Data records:
============================================================

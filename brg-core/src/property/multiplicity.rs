//! Cross-block multiplicity property.
//!
//! Contraction pushes forward references and mirrors them onto later blocks,
//! then materialization keeps only `k >= i`. Rather than trusting the two
//! filters to cancel, this compares the emitted multiset against the block
//! pairs of the raw attachment events.

use proptest::test_runner::{TestCaseError, TestCaseResult};

use crate::{
    attachment::build_attachment,
    stream::UniformStream,
    test_utils::{block_pair_multiset, edge_multiset},
};

use super::types::GeneratorFixture;

pub(super) fn run_multiplicity_property(fixture: GeneratorFixture) -> TestCaseResult {
    let brg = fixture.brg();
    let edges = brg.generate();
    let attachment = build_attachment(brg.node_count(), &mut UniformStream::new(fixture.seed));

    let emitted = edge_multiset(&edges);
    let expected = block_pair_multiset(attachment.adjacency(), fixture.block_size);
    if emitted == expected {
        return Ok(());
    }

    let mismatch = expected
        .iter()
        .find(|(pair, count)| emitted.get(*pair) != Some(*count))
        .map(|(pair, count)| (*pair, *count, emitted.get(pair).copied().unwrap_or(0)))
        .or_else(|| {
            emitted
                .iter()
                .find(|(pair, _)| !expected.contains_key(*pair))
                .map(|(pair, count)| (*pair, 0, *count))
        });
    Err(TestCaseError::fail(format!(
        "{fixture:?}: block multiplicity mismatch (pair, expected, emitted) = {mismatch:?}"
    )))
}
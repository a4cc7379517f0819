//! Small helpers shared across CLI tests.

use std::fs;
use std::path::Path;

use tempfile::TempDir;

use super::{Cli, CliError, run_cli};

pub(super) fn temp_dir() -> TempDir {
    match TempDir::new() {
        Ok(dir) => dir,
        Err(err) => panic!("failed to create temp dir: {err}"),
    }
}

pub(super) fn read_lines(path: &Path) -> Vec<String> {
    match fs::read_to_string(path) {
        Ok(contents) => contents.lines().map(ToOwned::to_owned).collect(),
        Err(err) => panic!("failed to read {}: {err}", path.display()),
    }
}

pub(super) fn run_cli_expecting_error(cli: Cli, panic_msg: &str) -> CliError {
    match run_cli(cli) {
        Ok(_) => panic!("{panic_msg}"),
        Err(err) => err,
    }
}
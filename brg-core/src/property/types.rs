//! Fixture types shared by the generation property suites.

use crate::{Brg, BrgBuilder};

/// Small generator configuration sampled by the property strategies.
#[derive(Clone, Copy, Debug)]
pub(super) struct GeneratorFixture {
    pub(super) vertex_count: usize,
    pub(super) block_size: usize,
    pub(super) seed: u64,
}

impl GeneratorFixture {
    pub(super) const fn new(vertex_count: usize, block_size: usize, seed: u64) -> Self {
        Self {
            vertex_count,
            block_size,
            seed,
        }
    }

    /// Builds the generator; the strategies only sample non-zero sizes.
    pub(super) fn brg(self) -> Brg {
        match BrgBuilder::new()
            .with_vertex_count(self.vertex_count)
            .with_block_size(self.block_size)
            .with_seed(self.seed)
            .build()
        {
            Ok(brg) => brg,
            Err(err) => panic!("fixture {self:?} must be valid: {err}"),
        }
    }
}
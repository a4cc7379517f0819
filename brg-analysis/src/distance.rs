//! All-pairs unit-weight shortest paths.

use std::collections::VecDeque;

use rayon::prelude::*;
use tracing::{debug, instrument};

use crate::graph::Graph;

const UNREACHABLE: u32 = u32::MAX;

/// Row-major matrix of hop distances.
///
/// Rows are computed independently by breadth-first search, one source per
/// rayon task, so results do not depend on the thread count.
///
/// # Examples
/// ```
/// use brg_analysis::{DistanceMatrix, Graph};
/// use brg_core::Edge;
///
/// let graph = Graph::from_edges(3, &[Edge::new(0, 1), Edge::new(1, 2)])?;
/// let distances = DistanceMatrix::compute(&graph);
/// assert_eq!(distances.get(0, 2), Some(2));
/// # Ok::<(), brg_analysis::AnalysisError>(())
/// ```
#[derive(Clone, Debug, PartialEq, Eq)]
pub struct DistanceMatrix {
    vertex_count: usize,
    cells: Vec<u32>,
}

impl DistanceMatrix {
    /// Runs one breadth-first search per vertex.
    #[instrument(
        name = "analysis.distances",
        skip_all,
        fields(vertex_count = graph.vertex_count()),
    )]
    #[must_use]
    pub fn compute(graph: &Graph) -> Self {
        let vertex_count = graph.vertex_count();
        let rows: Vec<Vec<u32>> = (0..vertex_count)
            .into_par_iter()
            .map(|source| breadth_first(graph, source))
            .collect();
        let cells: Vec<u32> = rows.into_iter().flatten().collect();
        debug!(cells = cells.len(), "distance matrix computed");
        Self {
            vertex_count,
            cells,
        }
    }

    /// Number of vertices on each side.
    #[must_use]
    pub fn vertex_count(&self) -> usize {
        self.vertex_count
    }

    /// Hop distance from `source` to `target`, or `None` when unreachable or
    /// out of range.
    #[must_use]
    pub fn get(&self, source: usize, target: usize) -> Option<u32> {
        if source >= self.vertex_count || target >= self.vertex_count {
            return None;
        }
        self.cells
            .get(source * self.vertex_count + target)
            .copied()
            .filter(|&cell| cell != UNREACHABLE)
    }

    /// Distances from `source` to every vertex; empty when out of range.
    #[must_use]
    pub fn row(&self, source: usize) -> Vec<Option<u32>> {
        let start = source.saturating_mul(self.vertex_count);
        self.cells
            .get(start..start.saturating_add(self.vertex_count))
            .unwrap_or(&[])
            .iter()
            .map(|&cell| (cell != UNREACHABLE).then_some(cell))
            .collect()
    }

    pub(crate) fn raw_row(&self, source: usize) -> impl Iterator<Item = u32> + '_ {
        let start = source.saturating_mul(self.vertex_count);
        self.cells
            .get(start..start.saturating_add(self.vertex_count))
            .unwrap_or(&[])
            .iter()
            .copied()
            .filter(|&cell| cell != UNREACHABLE)
    }
}

fn breadth_first(graph: &Graph, source: usize) -> Vec<u32> {
    let mut distances = vec![UNREACHABLE; graph.vertex_count()];
    let Some(slot) = distances.get_mut(source) else {
        return distances;
    };
    *slot = 0;
    let mut queue = VecDeque::from([(source, 0_u32)]);
    while let Some((vertex, depth)) = queue.pop_front() {
        let next = depth.saturating_add(1);
        for &neighbour in graph.neighbours(vertex) {
            if let Some(distance) = distances.get_mut(neighbour) {
                if *distance == UNREACHABLE {
                    *distance = next;
                    queue.push_back((neighbour, next));
                }
            }
        }
    }
    distances
}
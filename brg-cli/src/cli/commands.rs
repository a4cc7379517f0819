//! Command implementations and argument parsing for the `brg` binary.

use std::fs::File;
use std::io::{self, BufWriter, Write};
use std::path::PathBuf;
use std::time::{SystemTime, UNIX_EPOCH};

use brg_analysis::{
    AnalysisError, DegreeHistogram, DistanceMatrix, Graph, SmallWorld, connected_components,
};
use brg_core::{BrgBuilder, BrgError, Edge};
use brg_kronecker::KroneckerError;
use clap::{Args, Parser, Subcommand, ValueEnum};
use thiserror::Error;
use tracing::{Span, field, info, instrument};

use super::report::{ResultFiles, write_edges};

const DEFAULT_VERTICES: usize = 4096;
const DEFAULT_BLOCK_SIZE: usize = 16;
const DEFAULT_TRIALS: u32 = 16;

/// Top-level CLI options parsed by [`clap`].
#[derive(Debug, Parser, Clone)]
#[command(
    name = "brg",
    about = "Generate and evaluate block-contracted rank graphs."
)]
pub struct Cli {
    /// Command to execute.
    #[command(subcommand)]
    pub command: Command,
}

/// Supported CLI commands.
#[derive(Debug, Subcommand, Clone)]
pub enum Command {
    /// Write one generated edge list.
    Generate(GenerateCommand),
    /// Run seeded trials and record graph statistics as CSV.
    Bench(BenchCommand),
}

/// Options accepted by the `generate` command.
#[derive(Debug, Args, Clone)]
pub struct GenerateCommand {
    /// Number of vertices in the generated graph.
    #[arg(long)]
    pub vertices: usize,

    /// Attachment nodes folded into each vertex.
    #[arg(long = "block-size")]
    pub block_size: usize,

    /// Seed of the uniform stream.
    #[arg(long, default_value_t = 0)]
    pub seed: u64,

    /// File to write instead of stdout.
    #[arg(long)]
    pub output: Option<PathBuf>,
}

/// Options accepted by the `bench` command.
#[derive(Debug, Args, Clone)]
pub struct BenchCommand {
    /// Generator under evaluation.
    #[arg(long, value_enum)]
    pub algorithm: Algorithm,

    /// Number of vertices per trial.
    #[arg(long, default_value_t = DEFAULT_VERTICES)]
    pub vertices: usize,

    /// Block size for `brg`, edge factor for `skg`.
    #[arg(long = "block-size", default_value_t = DEFAULT_BLOCK_SIZE)]
    pub block_size: usize,

    /// Number of trials.
    #[arg(
        long,
        default_value_t = DEFAULT_TRIALS,
        value_parser = clap::value_parser!(u32).range(1..),
    )]
    pub trials: u32,

    /// Seed of the first trial; derived from the system clock when omitted.
    #[arg(long)]
    pub seed: Option<u64>,

    /// Directory receiving the CSV files.
    #[arg(long = "output-dir", default_value = ".")]
    pub output_dir: PathBuf,
}

/// Generators the `bench` command can evaluate.
#[derive(Debug, Clone, Copy, PartialEq, Eq, ValueEnum)]
pub enum Algorithm {
    /// Block-contracted rank graph.
    Brg,
    /// Stochastic Kronecker graph.
    Skg,
}

impl Algorithm {
    /// Prefix of the result file names.
    #[must_use]
    pub const fn label(self) -> &'static str {
        match self {
            Self::Brg => "brg",
            Self::Skg => "skg",
        }
    }
}

/// Errors surfaced while executing CLI commands.
#[derive(Debug, Error)]
pub enum CliError {
    /// File I/O failed.
    #[error("failed to write `{path}`: {source}")]
    Io {
        /// Path that triggered the failure.
        path: PathBuf,
        /// Underlying operating system error.
        #[source]
        source: io::Error,
    },
    /// Generator configuration was rejected.
    #[error(transparent)]
    Core(#[from] BrgError),
    /// Kronecker configuration was rejected.
    #[error(transparent)]
    Kronecker(#[from] KroneckerError),
    /// A generated edge fell outside the vertex range.
    #[error(transparent)]
    Analysis(#[from] AnalysisError),
}

/// Outcome of a CLI command.
#[derive(Debug, Clone)]
pub enum ExecutionSummary {
    /// Result of `generate`.
    Generate(GenerateSummary),
    /// Result of `bench`.
    Bench(BenchSummary),
}

/// Edges produced by `generate`.
#[derive(Debug, Clone)]
pub struct GenerateSummary {
    /// Generated edges, in output order.
    pub edges: Vec<Edge>,
    /// File the edges were written to, if any.
    pub output: Option<PathBuf>,
}

/// Statistics gathered by `bench`.
#[derive(Debug, Clone)]
pub struct BenchSummary {
    /// Generator under evaluation.
    pub algorithm: Algorithm,
    /// Seed of the first trial.
    pub seed: u64,
    /// Per-trial statistics, in trial order.
    pub trials: Vec<TrialSummary>,
    /// Files the statistics were written to.
    pub files: ResultFiles,
}

/// Statistics of one trial.
#[derive(Debug, Clone, Copy, PartialEq)]
pub struct TrialSummary {
    /// Zero-based trial index.
    pub index: u32,
    /// Seed the trial's graph was generated from.
    pub seed: u64,
    /// Edges in the generated graph.
    pub edges: usize,
    /// Diameter and mean distance.
    pub small_world: SmallWorld,
    /// Number of connected components.
    pub components: usize,
}

/// Executes the CLI command represented by `cli`.
///
/// # Errors
/// Returns [`CliError`] when configuration is invalid or a result file cannot
/// be written.
///
/// # Examples
/// ```
/// # use brg_cli::cli::{Cli, Command, ExecutionSummary, GenerateCommand, run_cli};
/// let cli = Cli {
///     command: Command::Generate(GenerateCommand {
///         vertices: 8,
///         block_size: 2,
///         seed: 1,
///         output: None,
///     }),
/// };
/// let ExecutionSummary::Generate(summary) = run_cli(cli)? else {
///     unreachable!("generate yields a generate summary");
/// };
/// assert_eq!(summary.edges.len(), 16);
/// # Ok::<(), brg_cli::cli::CliError>(())
/// ```
#[instrument(name = "cli.run", err, skip(cli), fields(command = field::Empty))]
pub fn run_cli(cli: Cli) -> Result<ExecutionSummary, CliError> {
    let span = Span::current();
    match cli.command {
        Command::Generate(command) => {
            span.record("command", field::display("generate"));
            run_generate(command).map(ExecutionSummary::Generate)
        }
        Command::Bench(command) => {
            span.record("command", field::display("bench"));
            run_bench(command).map(ExecutionSummary::Bench)
        }
    }
}

#[instrument(
    name = "cli.generate",
    err,
    skip(command),
    fields(vertices = command.vertices, block_size = command.block_size, seed = command.seed),
)]
pub(super) fn run_generate(command: GenerateCommand) -> Result<GenerateSummary, CliError> {
    let edges = BrgBuilder::new()
        .with_vertex_count(command.vertices)
        .with_block_size(command.block_size)
        .with_seed(command.seed)
        .build()?
        .generate();

    if let Some(path) = &command.output {
        let io_error = |source| CliError::Io {
            path: path.clone(),
            source,
        };
        let mut writer = BufWriter::new(File::create(path).map_err(io_error)?);
        write_edges(&edges, &mut writer).map_err(io_error)?;
        writer.flush().map_err(io_error)?;
        info!(edges = edges.len(), path = %path.display(), "edge list written");
    }

    Ok(GenerateSummary {
        edges,
        output: command.output,
    })
}

#[instrument(
    name = "cli.bench",
    err,
    skip(command),
    fields(
        algorithm = command.algorithm.label(),
        vertices = command.vertices,
        block_size = command.block_size,
        trials = command.trials,
        seed = field::Empty,
    ),
)]
pub(super) fn run_bench(command: BenchCommand) -> Result<BenchSummary, CliError> {
    let seed = command.seed.unwrap_or_else(clock_seed);
    Span::current().record("seed", seed);
    if command.seed.is_none() {
        info!(seed, "derived seed from the system clock");
    }

    let builder = BrgBuilder::new()
        .with_vertex_count(command.vertices)
        .with_block_size(command.block_size);
    match command.algorithm {
        Algorithm::Brg => {
            builder.clone().build()?;
        }
        Algorithm::Skg => {
            brg_kronecker::validate_for_vertices(command.vertices, command.block_size)?;
        }
    }

    let files = ResultFiles::create(&command.output_dir, command.algorithm.label())?;
    let mut histogram = DegreeHistogram::new();
    let mut trials = Vec::new();
    for index in 0..command.trials {
        let trial_seed = seed.wrapping_add(u64::from(index));
        let edges = match command.algorithm {
            Algorithm::Brg => builder.clone().with_seed(trial_seed).build()?.generate(),
            Algorithm::Skg => brg_kronecker::generate_for_vertices(
                command.vertices,
                command.block_size,
                (trial_seed, trial_seed.wrapping_add(1)),
            )?,
        };
        let trial = run_trial(index, trial_seed, command.vertices, &edges, &mut histogram)?;
        files.append_small_world(&trial.small_world)?;
        files.append_components(trial.components)?;
        trials.push(trial);
    }
    files.write_rank_histogram(&histogram.normalised())?;

    info!(trials = trials.len(), "bench completed");
    Ok(BenchSummary {
        algorithm: command.algorithm,
        seed,
        trials,
        files,
    })
}

#[instrument(
    name = "cli.trial",
    err,
    skip(edges, histogram),
    fields(edge_count = edges.len()),
)]
fn run_trial(
    index: u32,
    seed: u64,
    vertices: usize,
    edges: &[Edge],
    histogram: &mut DegreeHistogram,
) -> Result<TrialSummary, CliError> {
    let graph = Graph::from_edges(vertices, edges)?;
    histogram.record(&graph);
    let small_world = SmallWorld::from_matrix(&DistanceMatrix::compute(&graph));
    let components = connected_components(&graph).count;
    info!(
        diameter = small_world.diameter,
        mean_distance = small_world.mean_distance,
        components,
        "trial completed"
    );
    Ok(TrialSummary {
        index,
        seed,
        edges: edges.len(),
        small_world,
        components,
    })
}

fn clock_seed() -> u64 {
    SystemTime::now()
        .duration_since(UNIX_EPOCH)
        .map_or(0, |elapsed| {
            let nanos = elapsed.as_nanos();
            // Fold the high bits in so the seed changes every nanosecond.
            (nanos as u64) ^ ((nanos >> 64) as u64)
        })
}

/// Renders `summary` to `writer`.
///
/// `generate` without an output file renders the edge list itself, one
/// `v0\tv1` pair per line.
///
/// # Errors
/// Returns [`io::Error`] if writing to the supplied writer fails.
pub fn render_summary(summary: &ExecutionSummary, mut writer: impl Write) -> io::Result<()> {
    match summary {
        ExecutionSummary::Generate(GenerateSummary { edges, output: None }) => {
            write_edges(edges, writer)
        }
        ExecutionSummary::Generate(GenerateSummary {
            edges,
            output: Some(path),
        }) => writeln!(writer, "wrote {} edges to {}", edges.len(), path.display()),
        ExecutionSummary::Bench(bench) => {
            writeln!(writer, "algorithm: {}", bench.algorithm.label())?;
            writeln!(writer, "seed: {}", bench.seed)?;
            writeln!(writer, "trial\tseed\tdiameter\tmean_distance\tcomponents")?;
            for trial in &bench.trials {
                writeln!(
                    writer,
                    "{}\t{}\t{}\t{}\t{}",
                    trial.index,
                    trial.seed,
                    trial.small_world.diameter,
                    trial.small_world.mean_distance,
                    trial.components,
                )?;
            }
            writeln!(writer, "results: {}", bench.files.small_world().display())?;
            writeln!(writer, "results: {}", bench.files.components().display())?;
            writeln!(writer, "results: {}", bench.files.rank_histogram().display())
        }
    }
}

============================================================

▶ To do:
When a line among the entries above contains "index", copy it.

▶ Your response:
    /// Zero-based trial index.
    pub index: u32,
    for index in 0..command.trials {
        let trial_seed = seed.wrapping_add(u64::from(index));
        let trial = run_trial(index, trial_seed, command.vertices, &edges, &mut histogram)?;
    index: u32,
        index,
                    trial.index,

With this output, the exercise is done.